The article has a fairly balanced account of Gonzalez' misadventures at Iowa State University. Of course, Gonzalez is still claiming that he was "Expelled," when, in fact, he failed to measure up to his peers.

Be that as it may, what interests me is this bit of chutzpah:
The Discovery Institute, a Seattle-based intelligent design think tank where Gonzalez is a senior fellow, loathes the use of the term "intelligent design creationism." John West, vice president of the institute, told The Star Press, "In ordinary usage, creationism implies ideas like a young earth and Biblical literalism, and intelligent design definitely does not involve that."

He claims the term was invented by critics of intelligent design because they want to confuse people about what intelligent design actually proposes.

"Using 'intelligent design creationism' as a supposedly neutral label is like using 'pro-abortion' as a neutral label of people who label themselves pro-choice," West said.

These are the same people who call the vast majority of scientists "Darwinists" and blame "Darwinism" for every bad thing since 1859, including Nazism, Communism, Stalinism, Pol Pot and everything else they can imagine.

On the other hand, they try to limit "creationism" to young-Earth creationism based on Biblical literalism. Of course, Judge Jones, a conservative Republican, was able to see through that ploy.

And then West lets the latest cat out of the bag when he says that the concepts Gonzalez focuses on in his papers are things like "the Galactic Habitable Zone, fine-tuning, and the number of factors required to make life possible." All are ID "talking points." So, he won't be discussing intelligent design in the classroom but what do you want to bet he will be discussing the "controversy"?

Fasten your seatbelt, Ball State. You're in for a bumpy ride.
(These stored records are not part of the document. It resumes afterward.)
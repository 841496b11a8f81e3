//! The trait shared by everything built out of points.

use crate::error::Result;
use crate::point::{PointHandle, PointRegistry};
use crate::scene::Scene;

/// A composite that owns the points it put on screen.
///
/// Lines, shapes, text and menus implement this so callers can take any of
/// them off screen the same way.
pub trait Figure {
    /// The handles of the points currently owned.
    fn handles(&self) -> &[PointHandle];

    /// Take every owned point out of the scene.
    ///
    /// Removing twice is harmless: handles that are already inactive are
    /// skipped.
    fn remove(&mut self, scene: &mut Scene) -> Result<()>;

    /// Whether any owned point is live.
    fn is_visible(&self) -> bool {
        self.handles().iter().any(PointHandle::is_active)
    }

    /// Number of points owned.
    fn point_count(&self) -> usize {
        self.handles().len()
    }
}

/// Remove every active handle from `registry`, skipping inactive ones.
pub(crate) fn remove_all(handles: &mut [PointHandle], registry: &mut PointRegistry) -> Result<()> {
    for handle in handles.iter_mut().filter(|h| h.is_active()) {
        handle.remove(registry)?;
    }
    Ok(())
}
I like the term Intelligent Design Creationists. I do think it's different from Creationists, which is different from Theists.

Words have power, when you use the same word for people who believe that god created the Universe and then things progressed naturally, and for people who believe that god created everything 10,000 years ago, I think that word loses some of its power.

Creationist is a good buzzword for someone who wants to teach their religion as science in the publics schools. Intelligent Design Creationist is an accurate usage.
Creationist is a good buzzword for someone who wants to teach their religion as science in the publics schools.

Of course, context counts. We've previously discussed whether or not "theistic evolutionists" are "creationists" and, in a broad sense, I think they are. So are Deists.

But, in the context of public school education, few, if any, theistic evolutionists would seek to inject their religious beliefs in science classes and, therefore, are not creationists in that sense. Despite all their dissembling, the IDers want to inject their religious beliefs into public school science classes and they are creationists for those purposes.